------ EXTRACTED INFORMATION

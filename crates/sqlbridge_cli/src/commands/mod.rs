//! CLI command implementations.

pub mod backup;
pub mod columns;
pub mod exec;
pub mod query;
pub mod version;

use sqlbridge_core::{ffi, BridgeResult, ConnectionBridge, OpenFlags, StatementHandle};
use thiserror::Error;

/// Failures reported by the commands themselves.
#[derive(Debug, Error)]
pub enum CommandError {
    /// A statement stopped with an error code.
    #[error("statement failed ({code}): {message}")]
    Step {
        /// Raw result code returned by the step.
        code: i32,
        /// Connection error message.
        message: String,
    },

    /// A backup or restore ended with a non-OK code.
    #[error("{operation} failed ({code}): {description}")]
    Transfer {
        /// `backup` or `restore`.
        operation: &'static str,
        /// Code reported by the transfer.
        code: i32,
        /// Registry description of the code.
        description: &'static str,
    },

    /// The restore source does not exist.
    #[error("no database file at {0}")]
    MissingSource(String),

    /// A path could not be passed to the engine.
    #[error("path is not valid UTF-8: {0}")]
    NonUtf8Path(String),
}

/// Output format shared by the reporting commands.
#[derive(Debug, Clone, Copy, PartialEq, Eq)]
pub enum Format {
    /// Human-readable lines.
    Text,
    /// Pretty-printed JSON.
    Json,
}

impl Format {
    /// Parses `--format`; anything but `json` prints text.
    pub fn parse(format: &str) -> Self {
        if format.eq_ignore_ascii_case("json") {
            Self::Json
        } else {
            Self::Text
        }
    }
}

/// Opens `path` read-write, creating it if needed.
pub fn open(path: &str) -> BridgeResult<ConnectionBridge> {
    ConnectionBridge::open_path(path, OpenFlags::default())
}

/// Steps `stmt` once, mapping anything but a row or completion to an error.
///
/// Returns `true` while a row is available.
pub fn next_row(
    bridge: &ConnectionBridge,
    stmt: StatementHandle,
) -> Result<bool, Box<dyn std::error::Error>> {
    match bridge.step(stmt)? {
        ffi::SQLITE_ROW => Ok(true),
        ffi::SQLITE_DONE => Ok(false),
        code => Err(CommandError::Step {
            code,
            message: bridge.errmsg()?,
        }
        .into()),
    }
}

------------

*EXERCISE AIM*. From the entries above, collect every line with the string "Debug" in it.

*PROBLEM SOLUTION*.
#[derive(Debug, Error)]
#[derive(Debug, Clone, Copy, PartialEq, Eq)]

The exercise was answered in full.